Both sides present closing arguments in Ravi trial, jury to deliberate Wednesday
The defense and prosecution gave their closing arguments before the jury Tuesday in the New Jersey v. Dharun Ravi trial.
Steven Altman, Ravi’s defense attorney, said early on in the day that his client invading Tyler Clementi and M.B.’s privacy was the product of his first encounter with homosexuality after high school.
“He didn’t know how to deal with it because he was a kid,” Altman told the jury of now 20-year-old Ravi. “You have to decide because of that unexpected experience if he did it because … he’s ignorant or maybe immature or as … an 18-year-old to react, or is it criminal?”
But First Assistant Prosecutor Julia McClure argued that Ravi’s actions were criminal. When Ravi first learned Clementi was his roommate in August 2010, he researched Clementi’s email address and deduced for himself that he could be gay.
“He told high school friends. He was bothered by Tyler Clementi’s sexual orientation,” McClure said.
Altman reminded the jury that Ravi initially set up his webcam to view his and Clementi’s room because he was concerned about his belongings, which Molly Wei, one of the state’s key witnesses, confirmed in her testimony.
“Molly said Dharun came in and his first reaction was, ‘Who is this guy? My iPad is in there. If it’s missing when I get back, Tyler’s going to pay,’” Altman said.
In her closing argument, McClure said Ravi would have taken his iPad with him if he were really worried about his possessions.
“It was a pretext. It was what he wanted people to believe,” McClure said. “He wanted people to believe that he was worried about his possessions.”

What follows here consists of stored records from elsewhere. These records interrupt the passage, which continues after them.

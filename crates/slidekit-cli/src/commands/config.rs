use anyhow::Result;

use slidekit_core::AppConfig;

pub fn show(config: &AppConfig) -> Result<()> {
    println!("# {}", AppConfig::config_path().display());
    print!("{}", config.to_toml()?);
    Ok(())
}

pub fn init(force: bool) -> Result<()> {
    let path = AppConfig::config_path();
    if path.exists() && !force {
        println!("Configuration already exists at {}", path.display());
        println!("Use --force to overwrite it.");
        return Ok(());
    }

    AppConfig::default().save()?;
    println!("Wrote default configuration to {}", path.display());
    Ok(())
}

As part of Altman’s summations, he showed an hour-long clip of Ravi’s police interrogation, telling the jury to pay attention to how Ravi answered questions, this time without looking at a transcript of the conversation.
In the tape, police talked to Ravi about his tweet that read, “Anyone with iChat, I dare you to iChat me from the hours of 9:30 and midnight. Yes, it’s happening again.”
Ravi sent the tweet on Sept. 21, 2010, after Clementi had asked for their Busch campus Davidson Hall C room for the night.
The investigator on the tape said this seemed like an invitation for Ravi’s followers on Twitter to access his webcam via iChat’s auto-accept feature.
“I said it sarcastically first of all, and second of all, I turned off my computer so they wouldn’t be able to. … I put it to sleep so they wouldn’t be able to do anything,” Ravi said in the tape.
He said he turned his computer off because he felt guilty for what he saw on Sept. 19, 2010. In a testimony last week, Timothy Hayes from the University’s Office of Information Technology confirmed that Ravi’s IP address was inactive on Sept. 21 from 9:25 p.m. to 11:19 p.m.
But McClure said it was not Ravi, who was said to be at Ultimate Frisbee practice during these times, who shut his computer down, but Clementi.
“Tyler Clementi knew what was supposed to be happening that evening. He saw that tweet and he knew,” she said. “It couldn’t have been the defendant because the defendant was not even at Davidson Hall at 9:25 [p.m.]”
Altman argued that someone intimidated by his peers for engaging in sexual activity with a man would not continue to behave that way, but Clementi did apply for a roommate change and filed complaints with residence assistant Raahi Grover before having M.B. over again on Sept. 21.
“You don’t think that he was intimidated by learning that information? Fearful, embarrassed that he had been exposed?” McClure asked the jury. “He was targeted because of his sexual orientation. M.B. was targeted because he was his guest.”
Altman said his client was accused of deleting information on his cellphone, but he did not delete any information from his computer.
“He never asked anybody to hide information or delete information,” he said.
Ravi did delete the initial tweets he sent out about seeing his roommate with a man and the second iChat tweet, replacing them with two new ones, McClure said.
Ravi changed the initial tweet to “Don’t you dare iChat with me,” and the following read, “Everyone ignore that last tweet. Stupid drafts.”
“He tries to undo what he knows is out there,” McClure said.
She also said that in Ravi’s discussions with police, he spun lies when he had the opportunity to give his version of the events.
“There was no other reason than to expose [Clementi and M.B.’s] sexual orientation,” McClure said. “It wasn’t a joke. The defendant wasn’t happy about this.”
Ravi faces 15 counts against him, including invasion of privacy, tampering with evidence and bias intimidation, with the latter charge carrying up to 10 years in prison.
Judge Glenn Berman will brief the jury about the laws and charges against Ravi for about 90 minutes Wednesday, with jurors deliberating afterward.